■ **Available records**
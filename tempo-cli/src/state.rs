use anyhow::{Context, Result};
use serde::{Deserialize, Serialize};
use std::fs;
use std::path::PathBuf;

use tempo_core::{Folder, Task};

/// Store directory: `$TEMPO_HOME` if set (tests point this at a temp dir),
/// otherwise `~/.tempo`.
pub fn tempo_home() -> Result<PathBuf> {
    if let Ok(dir) = std::env::var("TEMPO_HOME") {
        return Ok(PathBuf::from(dir));
    }
    let home = std::env::var("HOME").context("HOME is not set")?;
    Ok(PathBuf::from(home).join(".tempo"))
}

pub fn ensure_tempo_home() -> Result<PathBuf> {
    let dir = tempo_home()?;
    fs::create_dir_all(&dir).with_context(|| format!("create {}", dir.display()))?;
    Ok(dir)
}

pub fn store_path() -> Result<PathBuf> {
    Ok(ensure_tempo_home()?.join("tasks.json"))
}

#[derive(Debug, Clone, Serialize, Deserialize, Default)]
pub struct Store {
    #[serde(default)]
    pub tasks: Vec<Task>,
    #[serde(default)]
    pub folders: Vec<Folder>,
}

pub fn read_store() -> Result<Store> {
    let p = store_path()?;
    if !p.exists() {
        return Ok(Store::default());
    }
    let s = fs::read_to_string(&p).with_context(|| format!("read {}", p.display()))?;
    serde_json::from_str(&s).with_context(|| format!("parse {}", p.display()))
}

pub fn write_store(store: &Store) -> Result<()> {
    let p = store_path()?;
    let json = serde_json::to_string_pretty(store)?;
    fs::write(&p, json).with_context(|| format!("write {}", p.display()))?;
    Ok(())
}

/// Next free id with the given prefix ("t" for tasks, "f" for folders).
pub fn next_id(prefix: &str, existing: impl Iterator<Item = String>) -> String {
    let max = existing
        .filter_map(|id| id.strip_prefix(prefix).and_then(|n| n.parse::<u64>().ok()))
        .max()
        .unwrap_or(0);
    format!("{prefix}{}", max + 1)
}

■ **Task requirements**
Copy out all of the listing, exactly as it reads.

■ **Finished exercise**
filename tempo-cli/src/state.rs
use anyhow::{Context, Result};
use serde::{Deserialize, Serialize};
use std::fs;
use std::path::PathBuf;

use tempo_core::{Folder, Task};

/// Store directory: `$TEMPO_HOME` if set (tests point this at a temp dir),
/// otherwise `~/.tempo`.
pub fn tempo_home() -> Result<PathBuf> {
    if let Ok(dir) = std::env::var("TEMPO_HOME") {
        return Ok(PathBuf::from(dir));
    }
    let home = std::env::var("HOME").context("HOME is not set")?;
    Ok(PathBuf::from(home).join(".tempo"))
}

pub fn ensure_tempo_home() -> Result<PathBuf> {
    let dir = tempo_home()?;
    fs::create_dir_all(&dir).with_context(|| format!("create {}", dir.display()))?;
    Ok(dir)
}

pub fn store_path() -> Result<PathBuf> {
    Ok(ensure_tempo_home()?.join("tasks.json"))
}

#[derive(Debug, Clone, Serialize, Deserialize, Default)]
pub struct Store {
    #[serde(default)]
    pub tasks: Vec<Task>,
    #[serde(default)]
    pub folders: Vec<Folder>,
}

pub fn read_store() -> Result<Store> {
    let p = store_path()?;
    if !p.exists() {
        return Ok(Store::default());
    }
    let s = fs::read_to_string(&p).with_context(|| format!("read {}", p.display()))?;
    serde_json::from_str(&s).with_context(|| format!("parse {}", p.display()))
}

pub fn write_store(store: &Store) -> Result<()> {
    let p = store_path()?;
    let json = serde_json::to_string_pretty(store)?;
    fs::write(&p, json).with_context(|| format!("write {}", p.display()))?;
    Ok(())
}

/// Next free id with the given prefix ("t" for tasks, "f" for folders).
pub fn next_id(prefix: &str, existing: impl Iterator<Item = String>) -> String {
    let max = existing
        .filter_map(|id| id.strip_prefix(prefix).and_then(|n| n.parse::<u64>().ok()))
        .max()
        .unwrap_or(0);
    format!("{prefix}{}", max + 1)
}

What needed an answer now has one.